//! Handshaking (TPLinker-style) span matrix for nested NER.
//!
//! Every labelled span `(start, end)` lights up cell `[start, end, label]`
//! and its mirror `[end, start, label]` of a `(seq, seq, labels)` matrix.
//! Models usually score only the upper triangle; the decoder accepts both
//! the dense `(bs, seq, seq, labels)` layout and the packed
//! `(bs, seq * (seq + 1) / 2, labels)` shaking layout, and the collator
//! emits whichever [`TargetLayout`] it is configured with.

use candle_core::Tensor;
use tracing::debug;

use crate::config::DecodeConfig;
use crate::labels::{LabelRegistry, LabelSpace};
use crate::schemes::{fits, is_valid_span, BatchLayout, DecodeBatch, SchemeCollator, SchemeDecoder, TargetTensors};
use crate::tensor::{above_threshold, expect_leading, shaking_index, shaking_len, shaking_pairs, DenseTarget};
use crate::types::{DecodedEntity, EntitySet, Span};
use crate::{CodecError, Result};

/// Shape of the training targets built by the collator.
#[derive(Debug, Clone, Copy, PartialEq, Eq, Default)]
pub enum TargetLayout {
    /// `(bs, seq, seq, labels)`
    #[default]
    Dense,
    /// `(bs, seq * (seq + 1) / 2, labels)`
    Shaking,
}

#[derive(Debug, Clone)]
pub struct HandshakingNer {
    labels: LabelSpace,
    decode: DecodeConfig,
    layout: TargetLayout,
}

impl HandshakingNer {
    /// Build from a prepared registry.
    pub fn new(registry: &LabelRegistry) -> Result<Self> {
        Ok(Self::from_space(registry.get()?.clone()))
    }

    pub fn from_space(labels: LabelSpace) -> Self {
        Self {
            labels,
            decode: DecodeConfig::default(),
            layout: TargetLayout::Dense,
        }
    }

    /// Build training targets in the packed shaking layout.
    pub fn shaking(mut self) -> Self {
        self.layout = TargetLayout::Shaking;
        self
    }

    pub fn target_layout(&self) -> TargetLayout {
        self.layout
    }

    pub fn with_decode_config(mut self, decode: DecodeConfig) -> Self {
        self.decode = decode;
        self
    }

    pub fn labels(&self) -> &LabelSpace {
        &self.labels
    }

    fn keep(&self, span: &Span, seq_len: usize) -> bool {
        fits(span.start, span.end, seq_len) && span.label_id < self.labels.len()
    }

    /// Symmetric `(seq_len, seq_len, labels)` matrix for one example.
    pub fn encode(&self, spans: &[Span], seq_len: usize) -> DenseTarget<i64> {
        let mut matrix = DenseTarget::zeros(&[seq_len, seq_len, self.labels.len()]);
        let mut dropped = 0;
        for span in spans {
            if !self.keep(span, seq_len) {
                dropped += 1;
                continue;
            }
            matrix.set(&[span.start, span.end, span.label_id], 1);
            matrix.set(&[span.end, span.start, span.label_id], 1);
        }
        if dropped > 0 {
            debug!("Dropped {} spans outside a {}-token sequence", dropped, seq_len);
        }
        matrix
    }

    /// Upper triangle of [`encode`](Self::encode), packed to `(seq * (seq + 1) / 2, labels)`.
    pub fn encode_shaking(&self, spans: &[Span], seq_len: usize) -> DenseTarget<i64> {
        let mut packed = DenseTarget::zeros(&[shaking_len(seq_len), self.labels.len()]);
        for span in spans.iter().filter(|s| self.keep(s, seq_len)) {
            if let Some(pos) = shaking_index(seq_len, span.start, span.end) {
                packed.set(&[pos, span.label_id], 1);
            }
        }
        packed
    }

    /// `(batch, start, end, label)` of every cell above threshold.
    fn candidates(&self, scores: &Tensor, bs: usize, seq_len: usize) -> Result<Vec<[usize; 4]>> {
        let num_labels = self.labels.len();
        match scores.rank() {
            3 => {
                expect_leading(scores, &[bs, shaking_len(seq_len), num_labels])?;
                let pairs = shaking_pairs(seq_len);
                Ok(above_threshold(scores, self.decode.threshold)?
                    .into_iter()
                    .map(|ix| {
                        let (start, end) = pairs[ix[1]];
                        [ix[0], start, end, ix[2]]
                    })
                    .collect())
            }
            4 => {
                expect_leading(scores, &[bs, seq_len, seq_len, num_labels])?;
                Ok(above_threshold(scores, self.decode.threshold)?
                    .into_iter()
                    .map(|ix| [ix[0], ix[1], ix[2], ix[3]])
                    .collect())
            }
            _ => Err(CodecError::shape(
                "(bs, seq, seq, labels) or (bs, seq*(seq+1)/2, labels)",
                scores.dims(),
            )),
        }
    }
}

impl SchemeCollator for HandshakingNer {
    type Labels = Vec<Span>;

    fn targets(&self, labels: &[&Vec<Span>], layout: &BatchLayout<'_>) -> Result<TargetTensors> {
        let batch = match self.layout {
            TargetLayout::Dense => self.dense_targets(labels, layout),
            TargetLayout::Shaking => self.shaking_targets(labels, layout),
        };
        Ok(TargetTensors::new().with("labels", batch.into_tensor(layout.device)?))
    }
}

impl HandshakingNer {
    fn dense_targets(&self, labels: &[&Vec<Span>], layout: &BatchLayout<'_>) -> DenseTarget<i64> {
        let n = layout.seq_len;
        let num_labels = self.labels.len();
        let mut batch = DenseTarget::filled(&[labels.len(), n, n, num_labels], layout.label_pad_value);

        for (b, (spans, &length)) in labels.iter().zip(layout.lengths).enumerate() {
            let matrix = self.encode(spans, length);
            for i in 0..length {
                for j in 0..length {
                    for l in 0..num_labels {
                        batch.set(&[b, i, j, l], matrix.get(&[i, j, l]).unwrap_or(0));
                    }
                }
            }
        }
        batch
    }

    /// Rows are indexed against the padded length so they line up with the
    /// model's packed scores; pairs reaching into padding keep the pad value.
    fn shaking_targets(&self, labels: &[&Vec<Span>], layout: &BatchLayout<'_>) -> DenseTarget<i64> {
        let n = layout.seq_len;
        let num_labels = self.labels.len();
        let mut batch = DenseTarget::filled(&[labels.len(), shaking_len(n), num_labels], layout.label_pad_value);

        for (b, (spans, &length)) in labels.iter().zip(layout.lengths).enumerate() {
            for i in 0..length {
                for j in i..length {
                    if let Some(pos) = shaking_index(n, i, j) {
                        for l in 0..num_labels {
                            batch.set(&[b, pos, l], 0);
                        }
                    }
                }
            }
            for span in spans.iter().filter(|s| self.keep(s, length)) {
                if let Some(pos) = shaking_index(n, span.start, span.end) {
                    batch.set(&[b, pos, span.label_id], 1);
                }
            }
        }
        batch
    }
}

impl SchemeDecoder for HandshakingNer {
    type Scores = Tensor;
    type Output = EntitySet;

    fn decode(&self, scores: &Tensor, batch: &DecodeBatch<'_>) -> Result<Vec<EntitySet>> {
        let lengths = batch.lengths()?;
        let seq_len = batch.seq_len()?;
        let mut results = vec![EntitySet::new(); batch.batch_size()];

        for [b, start, end, label] in self.candidates(scores, batch.batch_size(), seq_len)? {
            if !is_valid_span(start, end, lengths[b]) {
                continue;
            }
            let (Some(name), Some(span)) = (self.labels.name(label), batch.text_span(b, start, end)) else {
                continue;
            };
            results[b].insert(DecodedEntity {
                label: name.to_string(),
                start: span.start,
                end: span.end,
                text: span.text,
            });
        }
        Ok(results)
    }
}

_ _ _ _ _

> [Problem requirements]
Each record shown above must be reproduced exactly.

> [Answer space]
//! Handshaking (TPLinker-style) span matrix for nested NER.
//!
//! Every labelled span `(start, end)` lights up cell `[start, end, label]`
//! and its mirror `[end, start, label]` of a `(seq, seq, labels)` matrix.
//! Models usually score only the upper triangle; the decoder accepts both
//! the dense `(bs, seq, seq, labels)` layout and the packed
//! `(bs, seq * (seq + 1) / 2, labels)` shaking layout, and the collator
//! emits whichever [`TargetLayout`] it is configured with.

use candle_core::Tensor;
use tracing::debug;

use crate::config::DecodeConfig;
use crate::labels::{LabelRegistry, LabelSpace};
use crate::schemes::{fits, is_valid_span, BatchLayout, DecodeBatch, SchemeCollator, SchemeDecoder, TargetTensors};
use crate::tensor::{above_threshold, expect_leading, shaking_index, shaking_len, shaking_pairs, DenseTarget};
use crate::types::{DecodedEntity, EntitySet, Span};
use crate::{CodecError, Result};

/// Shape of the training targets built by the collator.
#[derive(Debug, Clone, Copy, PartialEq, Eq, Default)]
pub enum TargetLayout {
    /// `(bs, seq, seq, labels)`
    #[default]
    Dense,
    /// `(bs, seq * (seq + 1) / 2, labels)`
    Shaking,
}

#[derive(Debug, Clone)]
pub struct HandshakingNer {
    labels: LabelSpace,
    decode: DecodeConfig,
    layout: TargetLayout,
}

impl HandshakingNer {
    /// Build from a prepared registry.
    pub fn new(registry: &LabelRegistry) -> Result<Self> {
        Ok(Self::from_space(registry.get()?.clone()))
    }

    pub fn from_space(labels: LabelSpace) -> Self {
        Self {
            labels,
            decode: DecodeConfig::default(),
            layout: TargetLayout::Dense,
        }
    }

    /// Build training targets in the packed shaking layout.
    pub fn shaking(mut self) -> Self {
        self.layout = TargetLayout::Shaking;
        self
    }

    pub fn target_layout(&self) -> TargetLayout {
        self.layout
    }

    pub fn with_decode_config(mut self, decode: DecodeConfig) -> Self {
        self.decode = decode;
        self
    }

    pub fn labels(&self) -> &LabelSpace {
        &self.labels
    }

    fn keep(&self, span: &Span, seq_len: usize) -> bool {
        fits(span.start, span.end, seq_len) && span.label_id < self.labels.len()
    }

    /// Symmetric `(seq_len, seq_len, labels)` matrix for one example.
    pub fn encode(&self, spans: &[Span], seq_len: usize) -> DenseTarget<i64> {
        let mut matrix = DenseTarget::zeros(&[seq_len, seq_len, self.labels.len()]);
        let mut dropped = 0;
        for span in spans {
            if !self.keep(span, seq_len) {
                dropped += 1;
                continue;
            }
            matrix.set(&[span.start, span.end, span.label_id], 1);
            matrix.set(&[span.end, span.start, span.label_id], 1);
        }
        if dropped > 0 {
            debug!("Dropped {} spans outside a {}-token sequence", dropped, seq_len);
        }
        matrix
    }

    /// Upper triangle of [`encode`](Self::encode), packed to `(seq * (seq + 1) / 2, labels)`.
    pub fn encode_shaking(&self, spans: &[Span], seq_len: usize) -> DenseTarget<i64> {
        let mut packed = DenseTarget::zeros(&[shaking_len(seq_len), self.labels.len()]);
        for span in spans.iter().filter(|s| self.keep(s, seq_len)) {
            if let Some(pos) = shaking_index(seq_len, span.start, span.end) {
                packed.set(&[pos, span.label_id], 1);
            }
        }
        packed
    }

    /// `(batch, start, end, label)` of every cell above threshold.
    fn candidates(&self, scores: &Tensor, bs: usize, seq_len: usize) -> Result<Vec<[usize; 4]>> {
        let num_labels = self.labels.len();
        match scores.rank() {
            3 => {
                expect_leading(scores, &[bs, shaking_len(seq_len), num_labels])?;
                let pairs = shaking_pairs(seq_len);
                Ok(above_threshold(scores, self.decode.threshold)?
                    .into_iter()
                    .map(|ix| {
                        let (start, end) = pairs[ix[1]];
                        [ix[0], start, end, ix[2]]
                    })
                    .collect())
            }
            4 => {
                expect_leading(scores, &[bs, seq_len, seq_len, num_labels])?;
                Ok(above_threshold(scores, self.decode.threshold)?
                    .into_iter()
                    .map(|ix| [ix[0], ix[1], ix[2], ix[3]])
                    .collect())
            }
            _ => Err(CodecError::shape(
                "(bs, seq, seq, labels) or (bs, seq*(seq+1)/2, labels)",
                scores.dims(),
            )),
        }
    }
}

impl SchemeCollator for HandshakingNer {
    type Labels = Vec<Span>;

    fn targets(&self, labels: &[&Vec<Span>], layout: &BatchLayout<'_>) -> Result<TargetTensors> {
        let batch = match self.layout {
            TargetLayout::Dense => self.dense_targets(labels, layout),
            TargetLayout::Shaking => self.shaking_targets(labels, layout),
        };
        Ok(TargetTensors::new().with("labels", batch.into_tensor(layout.device)?))
    }
}

impl HandshakingNer {
    fn dense_targets(&self, labels: &[&Vec<Span>], layout: &BatchLayout<'_>) -> DenseTarget<i64> {
        let n = layout.seq_len;
        let num_labels = self.labels.len();
        let mut batch = DenseTarget::filled(&[labels.len(), n, n, num_labels], layout.label_pad_value);

        for (b, (spans, &length)) in labels.iter().zip(layout.lengths).enumerate() {
            let matrix = self.encode(spans, length);
            for i in 0..length {
                for j in 0..length {
                    for l in 0..num_labels {
                        batch.set(&[b, i, j, l], matrix.get(&[i, j, l]).unwrap_or(0));
                    }
                }
            }
        }
        batch
    }

    /// Rows are indexed against the padded length so they line up with the
    /// model's packed scores; pairs reaching into padding keep the pad value.
    fn shaking_targets(&self, labels: &[&Vec<Span>], layout: &BatchLayout<'_>) -> DenseTarget<i64> {
        let n = layout.seq_len;
        let num_labels = self.labels.len();
        let mut batch = DenseTarget::filled(&[labels.len(), shaking_len(n), num_labels], layout.label_pad_value);

        for (b, (spans, &length)) in labels.iter().zip(layout.lengths).enumerate() {
            for i in 0..length {
                for j in i..length {
                    if let Some(pos) = shaking_index(n, i, j) {
                        for l in 0..num_labels {
                            batch.set(&[b, pos, l], 0);
                        }
                    }
                }
            }
            for span in spans.iter().filter(|s| self.keep(s, length)) {
                if let Some(pos) = shaking_index(n, span.start, span.end) {
                    batch.set(&[b, pos, span.label_id], 1);
                }
            }
        }
        batch
    }
}

impl SchemeDecoder for HandshakingNer {
    type Scores = Tensor;
    type Output = EntitySet;

    fn decode(&self, scores: &Tensor, batch: &DecodeBatch<'_>) -> Result<Vec<EntitySet>> {
        let lengths = batch.lengths()?;
        let seq_len = batch.seq_len()?;
        let mut results = vec![EntitySet::new(); batch.batch_size()];

        for [b, start, end, label] in self.candidates(scores, batch.batch_size(), seq_len)? {
            if !is_valid_span(start, end, lengths[b]) {
                continue;
            }
            let (Some(name), Some(span)) = (self.labels.name(label), batch.text_span(b, start, end)) else {
                continue;
            };
            results[b].insert(DecodedEntity {
                label: name.to_string(),
                start: span.start,
                end: span.end,
                text: span.text,
            });
        }
        Ok(results)
    }
}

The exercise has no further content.